Brands should spend 2-3% towards building a community of services, for instance, ‘The Walled Garden Service’, a concept which was adopted by AOL. To describe it in simple words, it means that within the walled garden of services that the company provides, the user will not want to go elsewhere as he receives all that he desires. This gives companies an opportunity to build brand affinity, loyalty, and tremendous value.

We still see that there’s a lot of push and pull between departments and between different stakeholders in prioritizing customer experience. How would you align stakeholders at your end?

It has been very tough to align stakeholders because, in most contexts, customer service and customer relations is nothing more than a functional department. Most of this has to be driven by the top management.
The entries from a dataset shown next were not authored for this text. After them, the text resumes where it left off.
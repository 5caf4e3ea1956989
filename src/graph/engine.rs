//! SixDegrees: registry of published graph snapshots

use super::builder::BuildError;
use super::store::EntityStore;
use crate::query::{ConfigError, Connection, ConnectionQuery, Endpoint, PersonSummary, QueryError, SearchConfig};
use crate::storage::{SnapshotSource, StorageError};
use dashmap::DashMap;
use serde::{Deserialize, Serialize};
use std::sync::Arc;
use thiserror::Error;

/// Identifier of a published graph (e.g. "star-trek")
#[derive(Debug, Clone, PartialEq, Eq, Hash, PartialOrd, Ord, Serialize, Deserialize)]
#[serde(transparent)]
pub struct GraphId(String);

impl GraphId {
    pub fn from_string(id: impl Into<String>) -> Self {
        Self(id.into())
    }

    pub fn as_str(&self) -> &str {
        &self.0
    }
}

impl std::fmt::Display for GraphId {
    fn fmt(&self, f: &mut std::fmt::Formatter<'_>) -> std::fmt::Result {
        write!(f, "{}", self.0)
    }
}

impl From<&str> for GraphId {
    fn from(s: &str) -> Self {
        Self(s.to_string())
    }
}

impl From<String> for GraphId {
    fn from(s: String) -> Self {
        Self(s)
    }
}

/// Errors that can occur in SixDegrees operations
#[derive(Debug, Error)]
pub enum SixDegreesError {
    #[error("Graph not found: {0}")]
    GraphNotFound(GraphId),

    #[error("Query error: {0}")]
    Query(#[from] QueryError),

    #[error("Storage error: {0}")]
    Storage(#[from] StorageError),

    #[error("Build error: {0}")]
    Build(#[from] BuildError),

    #[error("Config error: {0}")]
    Config(#[from] ConfigError),
}

/// Result type for SixDegrees operations
pub type SixDegreesResult<T> = Result<T, SixDegreesError>;

/// The main engine.
///
/// Holds immutable graph snapshots behind `Arc`. Publishing a graph under an
/// existing id swaps the snapshot; queries already running keep the one they
/// started with, so readers never observe a half-ingested graph.
#[derive(Debug, Default)]
pub struct SixDegrees {
    graphs: DashMap<GraphId, Arc<EntityStore>>,
    config: SearchConfig,
}

impl SixDegrees {
    /// Create an engine with the default search config
    pub fn new() -> Self {
        Self::default()
    }

    pub fn with_config(config: SearchConfig) -> Self {
        Self {
            graphs: DashMap::new(),
            config,
        }
    }

    pub fn config(&self) -> &SearchConfig {
        &self.config
    }

    /// Publish a snapshot, returning the one it replaced
    pub fn publish(&self, id: impl Into<GraphId>, store: EntityStore) -> Option<Arc<EntityStore>> {
        self.install(id.into(), Arc::new(store))
    }

    /// Load a snapshot from a source and publish it
    pub fn load(
        &self,
        id: impl Into<GraphId>,
        source: &dyn SnapshotSource,
    ) -> SixDegreesResult<Arc<EntityStore>> {
        let store = Arc::new(source.load()?);
        self.install(id.into(), Arc::clone(&store));
        Ok(store)
    }

    fn install(&self, id: GraphId, store: Arc<EntityStore>) -> Option<Arc<EntityStore>> {
        tracing::info!(
            graph = %id,
            persons = store.person_count(),
            events = store.event_count(),
            memberships = store.membership_count(),
            "publishing graph snapshot"
        );
        self.graphs.insert(id, store)
    }

    /// Get the current snapshot of a graph
    pub fn snapshot(&self, id: &GraphId) -> Option<Arc<EntityStore>> {
        self.graphs.get(id).map(|r| Arc::clone(r.value()))
    }

    /// Remove a graph
    pub fn remove(&self, id: &GraphId) -> Option<Arc<EntityStore>> {
        self.graphs.remove(id).map(|(_, store)| store)
    }

    /// List graph ids, sorted
    pub fn list_graphs(&self) -> Vec<GraphId> {
        let mut ids: Vec<GraphId> = self.graphs.iter().map(|r| r.key().clone()).collect();
        ids.sort();
        ids
    }

    pub fn graph_count(&self) -> usize {
        self.graphs.len()
    }

    pub fn has_graph(&self, id: &GraphId) -> bool {
        self.graphs.contains_key(id)
    }

    /// Resolve loose name text to a person, for callers that need to tell
    /// an unknown name from a disconnected one
    pub fn resolve(&self, graph: &GraphId, name: &str) -> SixDegreesResult<Option<PersonSummary>> {
        let store = self.require(graph)?;
        Ok(store
            .lookup(name)
            .map(|idx| PersonSummary::from(store.person(idx))))
    }

    /// Degrees of separation between two persons of a published graph
    pub fn find_connection(
        &self,
        graph: &GraphId,
        start: impl Into<Endpoint>,
        end: impl Into<Endpoint>,
    ) -> SixDegreesResult<Connection> {
        let store = self.require(graph)?;
        let connection = ConnectionQuery::between(start, end).execute(&store, &self.config)?;
        Ok(connection)
    }

    fn require(&self, graph: &GraphId) -> SixDegreesResult<Arc<EntityStore>> {
        self.snapshot(graph)
            .ok_or_else(|| SixDegreesError::GraphNotFound(graph.clone()))
    }
}

#[cfg(test)]
mod tests {
    use super::*;
    use crate::graph::StoreBuilder;
    use crate::storage::JsonSource;

    fn pair(a: &str, b: &str) -> EntityStore {
        let mut builder = StoreBuilder::new();
        builder.person(a, a).unwrap();
        builder.person(b, b).unwrap();
        builder.event("e", "Shared", "movie").unwrap();
        builder.membership(a, "e").unwrap();
        builder.membership(b, "e").unwrap();
        builder.build()
    }

    #[test]
    fn test_create_engine() {
        let engine = SixDegrees::new();
        assert_eq!(engine.graph_count(), 0);
        assert_eq!(engine.config(), &SearchConfig::default());
    }

    #[test]
    fn test_publish_and_snapshot() {
        let engine = SixDegrees::new();
        let id = GraphId::from("trek");

        assert!(engine.publish(id.clone(), pair("Kirk", "Spock")).is_none());
        assert!(engine.has_graph(&id));
        assert_eq!(engine.snapshot(&id).unwrap().person_count(), 2);
    }

    #[test]
    fn test_republish_keeps_old_snapshot_alive() {
        let engine = SixDegrees::new();
        let id = GraphId::from("trek");
        engine.publish(id.clone(), pair("Kirk", "Spock"));

        let held = engine.snapshot(&id).unwrap();
        let replaced = engine.publish(id.clone(), pair("Picard", "Riker")).unwrap();

        assert!(Arc::ptr_eq(&held, &replaced));
        assert!(held.lookup("Kirk").is_some());
        assert!(engine.snapshot(&id).unwrap().lookup("Kirk").is_none());
    }

    #[test]
    fn test_remove_and_list() {
        let engine = SixDegrees::new();
        engine.publish("b", pair("X", "Y"));
        engine.publish("a", pair("X", "Y"));
        assert_eq!(engine.list_graphs(), vec![GraphId::from("a"), GraphId::from("b")]);

        assert!(engine.remove(&GraphId::from("a")).is_some());
        assert_eq!(engine.graph_count(), 1);
    }

    #[test]
    fn test_find_connection() {
        let engine = SixDegrees::new();
        engine.publish("trek", pair("Kirk", "Spock"));

        let connection = engine
            .find_connection(&GraphId::from("trek"), "kirk", "spock")
            .unwrap();
        assert_eq!(connection.degrees(), Some(1));
        assert_eq!(connection.steps()[0].event.title, "Shared");
    }

    #[test]
    fn test_unknown_graph() {
        let engine = SixDegrees::new();
        let result = engine.find_connection(&GraphId::from("nope"), "a", "b");
        assert!(matches!(result, Err(SixDegreesError::GraphNotFound(_))));
    }

    #[test]
    fn test_resolve() {
        let engine = SixDegrees::new();
        engine.publish("trek", pair("Kirk", "Spock"));
        let id = GraphId::from("trek");

        assert_eq!(engine.resolve(&id, "spo").unwrap().unwrap().name, "Spock");
        assert!(engine.resolve(&id, "Data").unwrap().is_none());
    }

    #[test]
    fn test_budget_error_surfaces() {
        let engine = SixDegrees::with_config(SearchConfig::unrestricted().with_max_expansions(1).unwrap());
        let mut b = StoreBuilder::new();
        for id in ["A", "B", "C"] {
            b.person(id, id).unwrap();
        }
        b.event("e1", "E1", "movie").unwrap();
        b.event("e2", "E2", "movie").unwrap();
        for (p, e) in [("A", "e1"), ("B", "e1"), ("B", "e2"), ("C", "e2")] {
            b.membership(p, e).unwrap();
        }
        engine.publish("g", b.build());

        let result = engine.find_connection(&GraphId::from("g"), "A", "C");
        assert!(matches!(
            result,
            Err(SixDegreesError::Query(QueryError::BudgetExhausted { .. }))
        ));
    }

    #[test]
    fn test_load_returns_the_published_snapshot() {
        let engine = SixDegrees::new();
        let id = GraphId::from("trek");
        let source = JsonSource::parse(r#"{"persons": [{"id": "q", "name": "Q"}]}"#).unwrap();

        let loaded = engine.load(id.clone(), &source).unwrap();
        assert!(Arc::ptr_eq(&loaded, &engine.snapshot(&id).unwrap()));

        // the caller's snapshot outlives removal from the registry
        engine.remove(&id);
        assert!(!engine.has_graph(&id));
        assert_eq!(loaded.person_count(), 1);
    }
}
pub mod application;
pub mod config;
pub mod domain;
pub mod http;
pub mod infrastructure;
pub mod error;
pub mod repository;
pub mod todo;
So, every company needs a leader like Steve Jobs or Jeff Bezos or Tony Hsieh, who can confidently say that customers will flock to buy a product/service that we build/provide. While real estate is highly skewed in this context, this is not how it is across industries. For instance, in the hospitality industry, employees across departments are aligned to the customers’ needs. What we do in hotels is that we get all department heads to talk to customers. It is not by invitation, but is mandatory. When the finance and HR department heads start talking and interacting with customers and the customers express how they feel, it makes a powerful impact. The involvement of each department head directly with the customer will lead to a lot of sensitivity across functions and percolate down the line, leading to a highly sensitive organization. Imagine a holiday/hospitality company hiring nurses to serve guests – they come pre-programmed with empathy and patience and are a great asset to a service economy.

Another example would be in real estate, where the architect prepares a design from an inside-out point of view. If he doesn’t check with the end customer, he will never know whether the design is even appropriate for the owner. It is the voice of customers that helps in making product/service-level changes.

What is your word of advice to companies that are looking to embark on this journey of customer experience?

If companies can put themselves in their customers’ shoes and keep questioning themselves, they will become more sensitive towards the experience that the customers receive. What I did at quite a few assignments was that I took away a lot of the transactions and empowered the customers through self-help that was device agnostic. I think technology helped wonderfully there. We stressed on leveraging technology to reduce transactions and focused only on relationships. This enabled us to empower our customers, and customers today want to do it all by themselves. They only want get back to you when they want a relationship. However, all this becomes a lip service if the customer-focused mindset doesn’t trickle down from the top.